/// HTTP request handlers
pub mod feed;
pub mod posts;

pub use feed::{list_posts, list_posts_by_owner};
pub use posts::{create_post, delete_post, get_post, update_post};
────────────────────────────────────────
• _Your objective_
Go over the data above and copy every line that has the word "feed" in it.

• _Solution for this problem_
pub mod feed;
pub use feed::{list_posts, list_posts_by_owner};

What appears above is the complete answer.